**Exercise details**. In full and without change, return each entry.

Items listed in a dataset
'''
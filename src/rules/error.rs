use thiserror::Error;

/// Why a placement was refused. All of these are recoverable: the board is unchanged.
#[derive(Error, Debug, Clone, Copy, PartialEq, Eq)]
pub enum MoveError {
    #[error("Must play in the specified board")]
    WrongBoard { required: usize, attempted: usize },
    #[error("This board is already completed")]
    BoardAlreadyDecided { sub_board: usize },
    #[error("Cell already taken")]
    CellOccupied {
        sub_board: usize,
        row: usize,
        col: usize,
    },
    #[error("Move is off the board: sub-board {sub_board}, cell ({row}, {col})")]
    OutOfBounds {
        sub_board: usize,
        row: usize,
        col: usize,
    },
    #[error("Active board {constraint} does not exist")]
    InvalidConstraint { constraint: usize },
}
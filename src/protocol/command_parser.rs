//! Request parsing from stdin

use std::str::FromStr;

use serde::Deserialize;
use thiserror::Error;

use crate::board::{GlobalBoard, Player};
use crate::moves::Move;
use crate::rules::error::MoveError;
use crate::rules::{validate_constraint, ActiveConstraint};

#[derive(Error, Debug)]
pub enum ProtocolError {
    #[error("invalid request: {0}")]
    InvalidRequest(#[from] serde_json::Error),
}

/// Requests the protocol understands, tagged by their `"command"` field.
#[derive(Debug, PartialEq, Clone, Deserialize)]
#[serde(tag = "command", rename_all = "snake_case")]
pub enum ProtocolCommand {
    /// Start a new game
    Reset,
    /// Validate and apply a human move
    Move(MoveRequest),
    /// Let the engine pick a move for O
    AiMove(AiMoveRequest),
    /// End the session
    Quit,
}

#[derive(Debug, PartialEq, Clone, Deserialize)]
pub struct MoveRequest {
    pub board: GlobalBoard,
    pub big_row: usize,
    pub big_col: usize,
    pub small_row: usize,
    pub small_col: usize,
    pub player: Player,
    #[serde(default)]
    pub active_board: ActiveConstraint,
}

impl MoveRequest {
    /// The requested placement. Super-grid coordinates outside `0..3` would alias another
    /// sub-board index, so they are refused here; cell bounds are left to the rules.
    pub fn to_move(&self) -> Result<Move, MoveError> {
        if self.big_row >= 3 || self.big_col >= 3 {
            return Err(MoveError::OutOfBounds {
                sub_board: self.big_row.saturating_mul(3).saturating_add(self.big_col),
                row: self.small_row,
                col: self.small_col,
            });
        }
        Ok(Move::from_coordinates(
            self.big_row,
            self.big_col,
            self.small_row,
            self.small_col,
        ))
    }
}

#[derive(Debug, PartialEq, Clone, Deserialize)]
pub struct AiMoveRequest {
    pub board: GlobalBoard,
    #[serde(default)]
    pub active_board: ActiveConstraint,
    pub depth: i32,
}

impl AiMoveRequest {
    /// The active sub-board, refused with the same error a `move` request would get.
    pub fn constraint(&self) -> Result<ActiveConstraint, MoveError> {
        validate_constraint(self.active_board)
    }
}

impl FromStr for ProtocolCommand {
    type Err = ProtocolError;

    fn from_str(s: &str) -> Result<Self, Self::Err> {
        Ok(serde_json::from_str(s.trim())?)
    }
}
'''
**Task result**.
filename src/rules/error.rs
use thiserror::Error;

/// Why a placement was refused. All of these are recoverable: the board is unchanged.
#[derive(Error, Debug, Clone, Copy, PartialEq, Eq)]
pub enum MoveError {
    #[error("Must play in the specified board")]
    WrongBoard { required: usize, attempted: usize },
    #[error("This board is already completed")]
    BoardAlreadyDecided { sub_board: usize },
    #[error("Cell already taken")]
    CellOccupied {
        sub_board: usize,
        row: usize,
        col: usize,
    },
    #[error("Move is off the board: sub-board {sub_board}, cell ({row}, {col})")]
    OutOfBounds {
        sub_board: usize,
        row: usize,
        col: usize,
    },
    #[error("Active board {constraint} does not exist")]
    InvalidConstraint { constraint: usize },
}
filename src/protocol/command_parser.rs
//! Request parsing from stdin

use std::str::FromStr;

use serde::Deserialize;
use thiserror::Error;

use crate::board::{GlobalBoard, Player};
use crate::moves::Move;
use crate::rules::error::MoveError;
use crate::rules::{validate_constraint, ActiveConstraint};

#[derive(Error, Debug)]
pub enum ProtocolError {
    #[error("invalid request: {0}")]
    InvalidRequest(#[from] serde_json::Error),
}

/// Requests the protocol understands, tagged by their `"command"` field.
#[derive(Debug, PartialEq, Clone, Deserialize)]
#[serde(tag = "command", rename_all = "snake_case")]
pub enum ProtocolCommand {
    /// Start a new game
    Reset,
    /// Validate and apply a human move
    Move(MoveRequest),
    /// Let the engine pick a move for O
    AiMove(AiMoveRequest),
    /// End the session
    Quit,
}

#[derive(Debug, PartialEq, Clone, Deserialize)]
pub struct MoveRequest {
    pub board: GlobalBoard,
    pub big_row: usize,
    pub big_col: usize,
    pub small_row: usize,
    pub small_col: usize,
    pub player: Player,
    #[serde(default)]
    pub active_board: ActiveConstraint,
}

impl MoveRequest {
    /// The requested placement. Super-grid coordinates outside `0..3` would alias another
    /// sub-board index, so they are refused here; cell bounds are left to the rules.
    pub fn to_move(&self) -> Result<Move, MoveError> {
        if self.big_row >= 3 || self.big_col >= 3 {
            return Err(MoveError::OutOfBounds {
                sub_board: self.big_row.saturating_mul(3).saturating_add(self.big_col),
                row: self.small_row,
                col: self.small_col,
            });
        }
        Ok(Move::from_coordinates(
            self.big_row,
            self.big_col,
            self.small_row,
            self.small_col,
        ))
    }
}

#[derive(Debug, PartialEq, Clone, Deserialize)]
pub struct AiMoveRequest {
    pub board: GlobalBoard,
    #[serde(default)]
    pub active_board: ActiveConstraint,
    pub depth: i32,
}

impl AiMoveRequest {
    /// The active sub-board, refused with the same error a `move` request would get.
    pub fn constraint(&self) -> Result<ActiveConstraint, MoveError> {
        validate_constraint(self.active_board)
    }
}

impl FromStr for ProtocolCommand {
    type Err = ProtocolError;

    fn from_str(s: &str) -> Result<Self, Self::Err> {
        Ok(serde_json::from_str(s.trim())?)
    }
}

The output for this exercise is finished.